# Wood and metal POTD



## cathead (Feb 27, 2022)

Some time back I made a bunch of angles for doing machine work using the rotary table for accurate results.  The angles have not had a good home
so decided to do something about it.  Some sort of box would be nice I thought.  It didn't have to be a work of art, just something to hold all the
pieces together with a cover on it and some hinges.  I made a little jig to make the hinges and experimented with that part a few days ago and
finally was able to come up with some hinges that would at least be functional.  The box was made from a piece of 3/4 birch plywood and the
sides and top were some cherry pieces and maybe even a piece of walnut.  After getting it pretty much together, it needed a hasp so went to 
work and made something that at least will work.  So, here's a couple photos of my POTD box pretty much complete.  I suppose I could sand 
on it and apply some varnish if the spirit moves me.  Till then it's fine as is, just a utilitarian generic home made box with home made hinges and
hasp, all made from scraps I had in the shop. 

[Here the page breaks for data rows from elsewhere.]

#[cfg(test)]
mod tests {
    use super::*;
    use proptest::prelude::*;

    fn expanded(id: usize, region: &str, area_ha: f64) -> ExpandedRow {
        ExpandedRow {
            id,
            region: region.to_string(),
            proportion: Some(100.0),
            total_area_ha: area_ha,
            area_ha,
        }
    }

    // ===== Cell Splitting Tests =====

    #[test]
    fn test_split_cells_runs() {
        assert_eq!(split_cells("a  b\t\tc"), vec!["a", "b", "c"]);
    }

    #[test]
    fn test_split_cells_edges() {
        assert_eq!(split_cells(" a"), vec!["", "a"]);
        assert_eq!(split_cells("a "), vec!["a", ""]);
        assert_eq!(split_cells(""), vec![""]);
        assert_eq!(split_cells("   "), vec!["", ""]);
    }

    #[test]
    fn test_split_cells_crlf() {
        assert_eq!(split_cells("1.3.7 100 2\r"), vec!["1.3.7", "100", "2", ""]);
    }

    #[test]
    fn test_parse_strips_byte_order_mark() {
        let table = parse_raw_input("\u{FEFF}RE PERCENT TotalArea_ha\na 100 1");
        assert_eq!(table.header, vec!["RE", "PERCENT", "TotalArea_ha"]);
        assert_eq!(split_cells("a\u{FEFF}b"), vec!["a", "b"]);
    }

    #[test]
    fn test_split_cells_keeps_next_line_char() {
        assert_eq!(split_cells("1.2\u{85} 100"), vec!["1.2\u{85}", "100"]);
    }

    // ===== Parser Tests =====

    #[test]
    fn test_parse_header_and_ids() {
        let table = parse_raw_input("RE PERCENT TotalArea_ha\na 100 1\nb 100 2");
        assert_eq!(table.header, vec!["RE", "PERCENT", "TotalArea_ha"]);
        assert_eq!(table.rows.len(), 2);
        assert_eq!(table.rows[0].id, 1);
        assert_eq!(table.rows[1].id, 2);
        assert_eq!(table.rows[1].total_area_ha, 2.0);
    }

    #[test]
    fn test_parse_multi_region_row() {
        let table = parse_raw_input("RE PERCENT AREA\n1.11.2a/1.7.7a 65/35 0.002374634");
        let row = &table.rows[0];
        assert_eq!(row.regions, vec!["1.11.2a", "1.7.7a"]);
        assert_eq!(row.proportions, vec![65.0, 35.0]);
        assert_eq!(row.total_area_ha, 0.002_374_634);
    }

    #[test]
    fn test_parse_trims_surrounding_blank_lines() {
        let table = parse_raw_input("\n\n  RE P A\nx 100 1\n\n");
        assert_eq!(table.header, vec!["RE", "P", "A"]);
        assert_eq!(table.rows.len(), 1);
    }

    #[test]
    fn test_parse_header_only() {
        let table = parse_raw_input("RE PERCENT TotalArea_ha");
        assert!(table.rows.is_empty());
    }

    #[test]
    fn test_parse_empty_text() {
        let table = parse_raw_input("");
        assert_eq!(table.header, vec![""]);
        assert!(table.rows.is_empty());
    }

    #[test]
    fn test_parse_missing_cells_are_lenient() {
        let table = parse_raw_input("H\nonly-region");
        let row = &table.rows[0];
        assert_eq!(row.regions, vec!["only-region"]);
        assert!(row.proportions.is_empty());
        assert!(row.total_area_ha.is_nan());
    }

    #[test]
    fn test_parse_non_numeric_cells_are_nan() {
        let table = parse_raw_input("H\na/b x/50 ha");
        let row = &table.rows[0];
        assert!(row.proportions[0].is_nan());
        assert_eq!(row.proportions[1], 50.0);
        assert!(row.total_area_ha.is_nan());
    }

    #[test]
    fn test_parse_leading_whitespace_shifts_cells() {
        let table = parse_raw_input("H\n x 100 1\n y 50 2");
        let row = &table.rows[1];
        assert_eq!(row.regions, vec![""]);
        assert_eq!(row.proportions.len(), 1);
        assert!(row.proportions[0].is_nan());
        assert_eq!(row.total_area_ha, 50.0);
    }

    // ===== Expander Tests =====

    #[test]
    fn test_region_area_rounding() {
        assert_eq!(region_area(100.0, 0.1), 0.1);
        assert_eq!(region_area(50.0, 0.117_788_037), 0.058_894_018_5);
        assert!(region_area(f64::NAN, 1.0).is_nan());
    }

    #[test]
    fn test_expand_sorts_by_region() {
        let input = parse_raw_input("H\nb/a 60/40 10\nc/a 50/50 2");
        let rows = expand_regions(&input.rows);
        let regions: Vec<&str> = rows.iter().map(|r| r.region.as_str()).collect();
        assert_eq!(regions, vec!["a", "a", "b", "c"]);
        assert_eq!(rows[0].id, 1);
        assert_eq!(rows[1].id, 2);
        assert_eq!(rows[0].area_ha, 4.0);
        assert_eq!(rows[1].area_ha, 1.0);
    }

    #[test]
    fn test_expand_code_point_order() {
        let input = parse_raw_input("H\nb 100 1\nB 100 1\n1.3.7 100 1\n1.11.8 100 1");
        let rows = expand_regions(&input.rows);
        let regions: Vec<&str> = rows.iter().map(|r| r.region.as_str()).collect();
        assert_eq!(regions, vec!["1.11.8", "1.3.7", "B", "b"]);
    }

    #[test]
    fn test_expand_missing_proportion() {
        let input = parse_raw_input("H\na/b 100 5");
        let rows = expand_regions(&input.rows);
        assert_eq!(rows[0].proportion, Some(100.0));
        assert_eq!(rows[0].area_ha, 5.0);
        assert_eq!(rows[1].proportion, None);
        assert!(rows[1].area_ha.is_nan());
    }

    #[test]
    fn test_compare_regions_three_way() {
        assert_eq!(compare_regions("a", "b"), Ordering::Less);
        assert_eq!(compare_regions("b", "a"), Ordering::Greater);
        assert_eq!(compare_regions("a", "a"), Ordering::Equal);
    }

    // ===== Aggregator Tests =====

    #[test]
    fn test_group_keeps_parts_in_order() {
        let rows = vec![
            expanded(1, "x", 0.10),
            expanded(2, "x", 0.05),
            expanded(3, "y", 1.0),
        ];
        let groups = group_region_areas(&rows);
        assert_eq!(groups.len(), 2);
        assert_eq!(groups[0].region, "x");
        assert_eq!(groups[0].total_area_ha, 0.10 + 0.05);
        assert_eq!(
            groups[0].parts.iter().map(|p| p.id).collect::<Vec<_>>(),
            vec![1, 2]
        );
        assert_eq!(groups[1].parts.len(), 1);
    }

    #[test]
    fn test_sum_first_seen_order() {
        let rows = vec![expanded(1, "z", 1.0), expanded(2, "a", 2.0), expanded(3, "z", 3.0)];
        let results = sum_region_areas(&rows);
        assert_eq!(
            results,
            vec![
                ResultRow {
                    region: "z".to_string(),
                    total_area_ha: 4.0
                },
                ResultRow {
                    region: "a".to_string(),
                    total_area_ha: 2.0
                },
            ]
        );
    }

    #[test]
    fn test_sum_nan_propagates() {
        let mut bad = expanded(2, "x", 1.0);
        bad.area_ha = f64::NAN;
        let results = sum_region_areas(&[expanded(1, "x", 1.0), bad]);
        assert!(results[0].total_area_ha.is_nan());
    }

    #[test]
    fn test_sum_empty() {
        assert!(sum_region_areas(&[]).is_empty());
        assert!(group_region_areas(&[]).is_empty());
    }

    // ===== Table Tests =====

    #[test]
    fn test_intermediate_table_csv() {
        let input = parse_raw_input("H\n1.3.6a/1.3.7 50/50 2");
        let table = intermediate_table(&expand_regions(&input.rows));
        assert!(table.validate().is_ok());
        assert_eq!(
            table.to_csv(","),
            "Region,Row Number,Total Area (Ha),Proportion,Region Area (Ha)\n\
             1.3.6a,1,2,50,1\n\
             1.3.7,1,2,50,1"
        );
    }

    #[test]
    fn test_intermediate_table_missing_proportion_is_empty_cell() {
        let input = parse_raw_input("H\na/b 100 5");
        let csv = intermediate_table(&expand_regions(&input.rows)).to_csv(",");
        assert!(csv.ends_with("b,1,5,,NaN"));
    }

    #[test]
    fn test_result_table_csv() {
        let table = result_table(&[ResultRow {
            region: "1.11.8".to_string(),
            total_area_ha: 0.15,
        }]);
        assert!(table.validate().is_ok());
        assert_eq!(table.to_csv(","), "Region,Total Area (Ha)\n1.11.8,0.15");
    }

    #[test]
    fn test_sample_input_pipeline() {
        let input = parse_raw_input(SAMPLE_INPUT);
        assert_eq!(input.header, vec!["RE", "PERCENT", "TotalArea_ha"]);
        assert_eq!(input.rows.len(), 8);

        let rows = expand_regions(&input.rows);
        assert_eq!(rows.len(), 15);

        let results = sum_region_areas(&rows);
        let regions: Vec<&str> = results.iter().map(|r| r.region.as_str()).collect();
        assert_eq!(
            regions,
            vec!["1.11.2a", "1.11.8", "1.3.6a", "1.3.7", "1.7.5", "1.7.5b", "1.7.7a"]
        );
    }

    proptest! {
        #[test]
        fn prop_results_unique_and_sorted(
            lines in prop::collection::vec(("[a-c]{1,2}", 0u32..=100, 0u32..1000), 0..20)
        ) {
            let text = std::iter::once("RE P A".to_string())
                .chain(lines.iter().map(|(r, p, a)| format!("{r} {p} {a}")))
                .collect::<Vec<_>>()
                .join("\n");
            let results = sum_region_areas(&expand_regions(&parse_raw_input(&text).rows));
            for pair in results.windows(2) {
                prop_assert_eq!(compare_regions(&pair[0].region, &pair[1].region), Ordering::Less);
            }
        }
    }
}
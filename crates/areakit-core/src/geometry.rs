//! Geometric primitives used for floating element placement: `Point`, `Size`, `Rect`.

use serde::{Deserialize, Serialize};
use std::ops::{Add, Sub};

/// A 2D point with x and y coordinates.
#[derive(Debug, Clone, Copy, PartialEq, Serialize, Deserialize)]
pub struct Point {
    /// X coordinate
    pub x: f32,
    /// Y coordinate
    pub y: f32,
}

impl Point {
    /// Origin point (0, 0)
    pub const ORIGIN: Self = Self { x: 0.0, y: 0.0 };

    /// Create a new point.
    #[must_use]
    pub const fn new(x: f32, y: f32) -> Self {
        Self { x, y }
    }
}

impl Default for Point {
    fn default() -> Self {
        Self::ORIGIN
    }
}

impl Add for Point {
    type Output = Self;

    fn add(self, rhs: Self) -> Self::Output {
        Self::new(self.x + rhs.x, self.y + rhs.y)
    }
}

impl Sub for Point {
    type Output = Self;

    fn sub(self, rhs: Self) -> Self::Output {
        Self::new(self.x - rhs.x, self.y - rhs.y)
    }
}

/// A 2D size with width and height.
#[derive(Debug, Clone, Copy, PartialEq, Serialize, Deserialize)]
pub struct Size {
    /// Width
    pub width: f32,
    /// Height
    pub height: f32,
}

impl Size {
    /// Zero size
    pub const ZERO: Self = Self {
        width: 0.0,
        height: 0.0,
    };

    /// Create a new size.
    #[must_use]
    pub const fn new(width: f32, height: f32) -> Self {
        Self { width, height }
    }
}

impl Default for Size {
    fn default() -> Self {
        Self::ZERO
    }
}

/// A rectangle defined by position and size.
#[derive(Debug, Clone, Copy, PartialEq, Default, Serialize, Deserialize)]
pub struct Rect {
    /// X position of top-left corner
    pub x: f32,
    /// Y position of top-left corner
    pub y: f32,
    /// Width
    pub width: f32,
    /// Height
    pub height: f32,
}

impl Rect {
    /// Create a new rectangle.
    #[must_use]
    pub const fn new(x: f32, y: f32, width: f32, height: f32) -> Self {
        Self {
            x,
            y,
            width,
            height,
        }
    }

    /// Create from an origin point and a size.
    #[must_use]
    pub const fn from_origin_size(origin: Point, size: Size) -> Self {
        Self::new(origin.x, origin.y, size.width, size.height)
    }

    /// Get the origin (top-left) point.
    #[must_use]
    pub const fn origin(&self) -> Point {
        Point::new(self.x, self.y)
    }

    /// Get the size.
    #[must_use]
    pub const fn size(&self) -> Size {
        Size::new(self.width, self.height)
    }

    /// Right edge.
    #[must_use]
    pub fn right(&self) -> f32 {
        self.x + self.width
    }

    /// Bottom edge.
    #[must_use]
    pub fn bottom(&self) -> f32 {
        self.y + self.height
    }

    /// Check if a point is inside the rectangle (inclusive).
    #[must_use]
    pub fn contains_point(&self, point: &Point) -> bool {
        point.x >= self.x
            && point.x <= self.right()
            && point.y >= self.y
            && point.y <= self.bottom()
    }
}
//! Browser router with History API integration.
//!
//! On `wasm32` the router reads and writes `window.location` and
//! `window.history`; moving back and forward is left to the browser, which
//! reports it through `popstate`. Elsewhere it keeps an in-memory list of
//! entries so the application can be driven from native tests.

#[cfg(not(target_arch = "wasm32"))]
use std::sync::Mutex;

/// Browser router that uses the History API.
#[derive(Debug)]
pub struct BrowserRouter {
    #[cfg(not(target_arch = "wasm32"))]
    state: Mutex<HistoryState>,
}

impl Default for BrowserRouter {
    fn default() -> Self {
        Self::new()
    }
}

#[cfg(not(target_arch = "wasm32"))]
#[derive(Debug)]
struct HistoryState {
    entries: Vec<String>,
}

#[cfg(not(target_arch = "wasm32"))]
impl HistoryState {
    fn current(&self) -> String {
        self.entries
            .last()
            .cloned()
            .unwrap_or_else(|| "/".to_string())
    }
}

impl BrowserRouter {
    /// Create a router starting at `/`.
    #[must_use]
    pub fn new() -> Self {
        Self::starting_at("/")
    }

    /// Create a router whose in-memory history starts at `path`.
    ///
    /// In the browser the starting point is the page URL and `path` is ignored.
    #[must_use]
    pub fn starting_at(path: &str) -> Self {
        #[cfg(target_arch = "wasm32")]
        {
            let _ = path;
            Self {}
        }
        #[cfg(not(target_arch = "wasm32"))]
        {
            Self {
                state: Mutex::new(HistoryState {
                    entries: vec![path.to_string()],
                }),
            }
        }
    }

    /// Get the current pathname.
    #[must_use]
    pub fn pathname(&self) -> String {
        #[cfg(target_arch = "wasm32")]
        {
            web_sys::window()
                .and_then(|w| w.location().pathname().ok())
                .unwrap_or_else(|| "/".to_string())
        }
        #[cfg(not(target_arch = "wasm32"))]
        {
            self.state
                .lock()
                .map(|s| s.current())
                .unwrap_or_else(|_| "/".to_string())
        }
    }

    /// Navigate to a new route, adding to history.
    pub fn push(&self, path: &str) {
        tracing::info!(path, "navigate");
        #[cfg(target_arch = "wasm32")]
        {
            if let Some(history) = web_sys::window().and_then(|w| w.history().ok()) {
                let _ = history.push_state_with_url(&wasm_bindgen::JsValue::NULL, "", Some(path));
            }
        }
        #[cfg(not(target_arch = "wasm32"))]
        {
            if let Ok(mut state) = self.state.lock() {
                state.entries.push(path.to_string());
            }
        }
    }

    /// Replace the current route without adding to history.
    pub fn replace(&self, path: &str) {
        tracing::debug!(path, "replace route");
        #[cfg(target_arch = "wasm32")]
        {
            if let Some(history) = web_sys::window().and_then(|w| w.history().ok()) {
                let _ =
                    history.replace_state_with_url(&wasm_bindgen::JsValue::NULL, "", Some(path));
            }
        }
        #[cfg(not(target_arch = "wasm32"))]
        {
            if let Ok(mut state) = self.state.lock() {
                if let Some(entry) = state.entries.last_mut() {
                    *entry = path.to_string();
                }
            }
        }
    }

    /// Get the history length.
    #[must_use]
    pub fn history_len(&self) -> usize {
        #[cfg(target_arch = "wasm32")]
        {
            web_sys::window()
                .and_then(|w| w.history().ok())
                .and_then(|h| h.length().ok())
                .unwrap_or(0) as usize
        }
        #[cfg(not(target_arch = "wasm32"))]
        {
            self.state.lock().map(|s| s.entries.len()).unwrap_or(0)
        }
    }
}

/// Strip query string, hash and trailing slashes from a path.
///
/// The root path stays `/`.
#[must_use]
pub fn normalize_path(path: &str) -> &str {
    let path = path.split(['?', '#']).next().unwrap_or(path);
    let trimmed = path.trim_end_matches('/');
    if trimmed.is_empty() {
        "/"
    } else {
        trimmed
    }
}

#[cfg(test)]
mod tests {
    use super::*;

    // =========================================================================
    // BrowserRouter Tests
    // =========================================================================

    #[test]
    fn test_router_new() {
        let router = BrowserRouter::new();
        assert_eq!(router.pathname(), "/");
        assert_eq!(router.history_len(), 1);
    }

    #[test]
    fn test_router_starting_at() {
        let router = BrowserRouter::starting_at("/qgis-query");
        assert_eq!(router.pathname(), "/qgis-query");
        assert_eq!(BrowserRouter::default().pathname(), "/");
    }

    #[test]
    fn test_router_push() {
        let router = BrowserRouter::new();
        router.push("/area-separator");
        router.push("/qgis-query");
        assert_eq!(router.pathname(), "/qgis-query");
        assert_eq!(router.history_len(), 3);
    }

    #[test]
    fn test_router_replace() {
        let router = BrowserRouter::new();
        router.push("/original");
        router.replace("/replaced");
        assert_eq!(router.pathname(), "/replaced");
        assert_eq!(router.history_len(), 2);
    }

    // =========================================================================
    // Path Normalisation Tests
    // =========================================================================

    #[test]
    fn test_normalize_path() {
        assert_eq!(normalize_path("/qgis-query"), "/qgis-query");
        assert_eq!(normalize_path("/qgis-query/"), "/qgis-query");
        assert_eq!(normalize_path("/qgis-query?x=1"), "/qgis-query");
        assert_eq!(normalize_path("/area-separator#top"), "/area-separator");
        assert_eq!(normalize_path("/"), "/");
        assert_eq!(normalize_path(""), "/");
    }
}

In front of the box is the metal scraps I used to make the hinges and hasp, parts from an old front panel of a radio.




This is the hasp fitted so it will close securely even without installing a pin in the front.  




Here is one of the home made hinges, not perfect but good enough for it's intended purpose.  I don't use these angles often but when I do, 
I will know exactly where to find them, in the cabinet over the lathe in the box.


----------